Il libro recensito da Luca Nonne

Nel libro viene trattato come questo cambio di rotta ha delle ovvie ripercussioni in molti aspetti della vita e delle strutture sociali. Anche l’educazione, scolastica e famigliare, non potendo garantire la promessa di un avvenire migliore attraverso l’impegno personale, non può che trasformarsi in un’educazione alla minaccia, educare al pericolo del futuro: non trovare lavoro, non potersi integrare attivamente nella società. Non ci possiamo più concedere il lusso di un’educazione fondata sul desiderio, che pur sarebbe fondamentale, come insegnava anche Freud, come stimolo fondamentale per la crescita, scrivono gli autori. In questo scenario quindi, ogni sapere deve servire a qualcosa, si genera una gerarchia implicita di insegnamenti utili e non utili. L’utilitarismo diventa così la base dell’ educazione, ma come i dati sull’abbandono scolastico confermano, non è sufficiente a retro agire come stimolo, demotivati (i giovani) anche dalla consapevolezza di quanto oggi sia incerto il futuro.

 

Sempre più aspetti della vita sociale, sottolineano, tra cui non solo l’educazione ma anche la prassi terapeutica, stanno prendendo come direzione quella dell’efficientismo. In molti casi viene data importanza non tanto a capire le cause profonde del disagio del paziente, i cui problemi individuali spesso sono riconducibili a questioni sociali che interessano tutti, ma a risolvere il sintomo che il paziente presenta, in modo che possa tornare ad essere socialmente “funzionale” e produttivo nei modi culturalmente richiesti dalla propria società.

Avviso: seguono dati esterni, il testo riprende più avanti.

use std::{fs, path::Path};

use serde::Deserialize;
use status_client::{ErrorPolicy, InvokerSettings};
use tracing::warn;

pub const CONFIG_FILE: &str = "console.toml";

#[derive(Debug, Clone, PartialEq, Eq)]
pub struct Settings {
    pub platform_url: String,
    pub status_url: String,
    pub operation_timeout_ms: u64,
    pub request_id: Option<String>,
    pub finish_on_error: bool,
}

impl Default for Settings {
    fn default() -> Self {
        Self {
            platform_url: "http://127.0.0.1:9001".into(),
            status_url: "ws://127.0.0.1:10000/status".into(),
            operation_timeout_ms: status_client::invoker::DEFAULT_OPERATION_TIMEOUT_MS,
            request_id: None,
            finish_on_error: false,
        }
    }
}

impl Settings {
    pub fn invoker_settings(&self) -> InvokerSettings {
        InvokerSettings {
            platform_url: self.platform_url.clone(),
            timeout_ms: self.operation_timeout_ms,
            request_id: self.request_id.clone(),
        }
    }

    pub fn error_policy(&self) -> ErrorPolicy {
        if self.finish_on_error {
            ErrorPolicy::Finish
        } else {
            ErrorPolicy::KeepOpen
        }
    }
}

#[derive(Debug, Default, Deserialize)]
struct FileSettings {
    platform_url: Option<String>,
    status_url: Option<String>,
    operation_timeout_ms: Option<u64>,
    request_id: Option<String>,
    finish_on_error: Option<bool>,
}

pub fn load_settings() -> Settings {
    load_settings_from(Path::new(CONFIG_FILE), |key| std::env::var(key).ok())
}

/// Defaults, then the config file, then the environment.
pub fn load_settings_from(path: &Path, env: impl Fn(&str) -> Option<String>) -> Settings {
    let mut settings = Settings::default();

    if let Ok(raw) = fs::read_to_string(path) {
        match toml::from_str::<FileSettings>(&raw) {
            Ok(file_cfg) => apply_file_settings(&mut settings, file_cfg),
            Err(err) => warn!("config: ignoring {}: {err}", path.display()),
        }
    }

    if let Some(v) = env("PLATFORM_URL") {
        settings.platform_url = v;
    }
    if let Some(v) = env("APP__PLATFORM_URL") {
        settings.platform_url = v;
    }

    if let Some(v) = env("STATUS_URL") {
        settings.status_url = v;
    }
    if let Some(v) = env("APP__STATUS_URL") {
        settings.status_url = v;
    }

    if let Some(v) = env("APP__OPERATION_TIMEOUT_MS") {
        match v.parse::<u64>() {
            Ok(parsed) => settings.operation_timeout_ms = parsed,
            Err(_) => warn!("config: APP__OPERATION_TIMEOUT_MS is not a number: {v}"),
        }
    }

    if let Some(v) = env("APP__REQUEST_ID") {
        settings.request_id = non_empty(v);
    }

    if let Some(v) = env("APP__FINISH_ON_ERROR") {
        match parse_flag(&v) {
            Some(flag) => settings.finish_on_error = flag,
            None => warn!("config: APP__FINISH_ON_ERROR is not a boolean: {v}"),
        }
    }

    settings
}

fn apply_file_settings(settings: &mut Settings, file_cfg: FileSettings) {
    if let Some(v) = file_cfg.platform_url {
        settings.platform_url = v;
    }
    if let Some(v) = file_cfg.status_url {
        settings.status_url = v;
    }
    if let Some(v) = file_cfg.operation_timeout_ms {
        settings.operation_timeout_ms = v;
    }
    if let Some(v) = file_cfg.request_id {
        settings.request_id = non_empty(v);
    }
    if let Some(v) = file_cfg.finish_on_error {
        settings.finish_on_error = v;
    }
}

fn non_empty(value: String) -> Option<String> {
    let value = value.trim();
    (!value.is_empty()).then(|| value.to_string())
}

fn parse_flag(raw: &str) -> Option<bool> {
    match raw.trim().to_ascii_lowercase().as_str() {
        "1" | "true" | "yes" | "on" => Some(true),
        "0" | "false" | "no" | "off" => Some(false),
        _ => None,
    }
}

#[cfg(test)]
#[path = "tests/config_tests.rs"]
mod tests;
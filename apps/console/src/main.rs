use std::sync::Arc;

use anyhow::{anyhow, Context, Result};
use clap::{Parser, Subcommand};
use status_client::{
    Accepted, OperationInvoker, ProcessRecord, PushChannelClient, StatusCollector, StatusUpdate,
};
use tokio::sync::broadcast::{self, error::RecvError};
use tracing::{info, warn};
use tracing_subscriber::EnvFilter;

mod config;
mod report;

use config::{load_settings, Settings};

#[derive(Parser, Debug)]
struct Cli {
    #[arg(long)]
    platform_url: Option<String>,
    #[arg(long)]
    status_url: Option<String>,
    #[arg(long)]
    timeout_ms: Option<u64>,
    /// Print records as JSON instead of one-line summaries.
    #[arg(long)]
    json: bool,
    #[command(subcommand)]
    command: Command,
}

#[derive(Subcommand, Debug)]
enum Command {
    /// Print status updates until interrupted.
    Watch,
    Deploy {
        plan: String,
    },
    Undeploy {
        plan: String,
        #[arg(long)]
        instance: Option<String>,
    },
}

impl Cli {
    fn apply(&self, settings: &mut Settings) {
        if let Some(v) = &self.platform_url {
            settings.platform_url = v.clone();
        }
        if let Some(v) = &self.status_url {
            settings.status_url = v.clone();
        }
        if let Some(v) = self.timeout_ms {
            settings.operation_timeout_ms = v;
        }
    }
}

#[tokio::main]
async fn main() -> Result<()> {
    tracing_subscriber::fmt()
        .with_env_filter(EnvFilter::try_from_default_env().unwrap_or_else(|_| "info".into()))
        .init();
    let cli = Cli::parse();
    let mut settings = load_settings();
    cli.apply(&mut settings);

    let collector = StatusCollector::with_error_policy(settings.error_policy());
    collector
        .set_finished_notifier(|successful| {
            info!("console: terminal status received successful={successful}");
        })
        .await;

    let push = PushChannelClient::new();
    let pump = push.bind(collector.clone());
    push.connect(&settings.status_url)
        .await
        .with_context(|| format!("failed to open status channel {}", settings.status_url))?;

    let outcome = match &cli.command {
        Command::Watch => watch(&collector, cli.json).await,
        Command::Deploy { plan } => {
            let invoker = OperationInvoker::new(settings.invoker_settings(), collector.clone());
            run_tracked(&collector, cli.json, invoker.deploy_plan(plan)).await
        }
        Command::Undeploy { plan, instance } => {
            let invoker = OperationInvoker::new(settings.invoker_settings(), collector.clone());
            match instance {
                Some(instance) => {
                    run_tracked(
                        &collector,
                        cli.json,
                        invoker.undeploy_plan_with_id(plan, instance),
                    )
                    .await
                }
                None => run_tracked(&collector, cli.json, invoker.undeploy_plan(plan)).await,
            }
        }
    };

    push.close().await;
    pump.abort();
    outcome
}

async fn watch(collector: &Arc<StatusCollector>, json: bool) -> Result<()> {
    let mut updates = collector.subscribe_updates();
    let mut reload = collector.subscribe_reload();
    loop {
        tokio::select! {
            _ = tokio::signal::ctrl_c() => return Ok(()),
            update = updates.recv() => match update {
                Ok(StatusUpdate::Dismissed { task_id }) => println!("{task_id} dismissed"),
                Ok(update) => {
                    if let Some(record) = collector.get(update_task_id(&update)).await {
                        print_record(&record, json)?;
                    }
                }
                Err(RecvError::Lagged(skipped)) => warn!("console: status updates lagged skipped={skipped}"),
                Err(RecvError::Closed) => return Ok(()),
            },
            signal = reload.recv() => {
                if signal.is_ok() {
                    info!("console: task completed, platform data is stale");
                }
            }
        }
    }
}

/// Invokes an operation and waits until its task reports an outcome.
async fn run_tracked(
    collector: &Arc<StatusCollector>,
    json: bool,
    invocation: impl std::future::Future<Output = Result<Accepted, status_client::InvokeError>>,
) -> Result<()> {
    let mut updates = collector.subscribe_updates();
    let accepted = invocation.await?;
    info!(
        "console: waiting for task {} (reference {})",
        accepted.task_id, accepted.reference
    );

    let record = tokio::select! {
        _ = tokio::signal::ctrl_c() => None,
        record = wait_for_outcome(collector, &mut updates, &accepted.task_id) => record,
    };
    let record = match record {
        Some(record) => record,
        None => collector
            .get(&accepted.task_id)
            .await
            .ok_or_else(|| anyhow!("task {} is no longer tracked", accepted.task_id))?,
    };

    print_record(&record, json)?;
    if !record.is_successful() {
        return Err(anyhow!("task {} failed", record.task_id()));
    }
    if !record.is_finished() {
        warn!("console: stopped before task {} finished", record.task_id());
    }
    Ok(())
}

async fn wait_for_outcome(
    collector: &StatusCollector,
    updates: &mut broadcast::Receiver<StatusUpdate>,
    task_id: &str,
) -> Option<ProcessRecord> {
    if let Some(record) = collector.get(task_id).await {
        if record.is_finished() || !record.is_successful() {
            return Some(record);
        }
    }
    loop {
        match updates.recv().await {
            Ok(StatusUpdate::Finished { task_id: id, .. } | StatusUpdate::Failed { task_id: id })
                if id == task_id =>
            {
                return collector.get(task_id).await;
            }
            Ok(StatusUpdate::Changed { task_id: id }) if id == task_id => {
                if let Some(record) = collector.get(task_id).await {
                    info!("console: {}", report::summarize(&record));
                }
            }
            Ok(_) => {}
            Err(RecvError::Lagged(skipped)) => {
                warn!("console: status updates lagged skipped={skipped}");
                let record = collector.get(task_id).await?;
                if record.is_finished() || !record.is_successful() {
                    return Some(record);
                }
            }
            Err(RecvError::Closed) => return None,
        }
    }
}

fn update_task_id(update: &StatusUpdate) -> &str {
    match update {
        StatusUpdate::Changed { task_id }
        | StatusUpdate::Failed { task_id }
        | StatusUpdate::Finished { task_id, .. }
        | StatusUpdate::Dismissed { task_id } => task_id,
    }
}

fn print_record(record: &ProcessRecord, json: bool) -> Result<()> {
    if json {
        println!("{}", serde_json::to_string(record)?);
    } else {
        println!("{}", report::summarize(record));
    }
    Ok(())
}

L’odierna società neo-liberale infatti ha come valori l’individualismo, la competizione, la prestazione. Ognuno (a differenza della modernità in cui vi erano ancora degli appigli esistenziali quali il welfare, le ideologie politiche ecc.) deve essere capace di costruire la propria identità, e deve essere performante. Per emergere deve diventare lupo per gli altri uomini, prendendo in prestito le parole di Hobbes, che porta inevitabilmente alla frammentazione sociale e all’isolamento, e una terapia basata solo sui farmaci può attenuare gli effetti ma non le cause.

Ecco che allora Benasayag e Schmitt parlano di una “direzione della cura” dove la libertà non viene più intesa come un essere libero dagli altri e dagli oneri sociali (dove l’individuo senza solidi legami può creare se stesso in una modalità che è funzionale in realtà solo al mercato) come vorrebbe una certa corrente post-moderna, ma la libertà è libertà dall’ isolamento, si è liberi in virtù dei legali che sappiamo instaurare in società. Legami culturali, sociali, famigliari, che aiutano a tappare i buchi dell’assenza di senso e sopportare il peso della minaccia.

I terapeuti quindi, concludono, hanno il compito di guidare il paziente nell’instaurare questi legami; devono saper leggere fra le righe, cogliere il nesso fra tutte quelle forme di malessere che spesso sono solo un sintomo di un problema comune, e di guidare i ragazzi in una direzione che va controcorrente rispetto ai valori velleitari della società moderna, attraverso un percorso che ricongiunge l’individuo alla società, e il benessere ai legami che questo è capace di saldare all’interno di questa.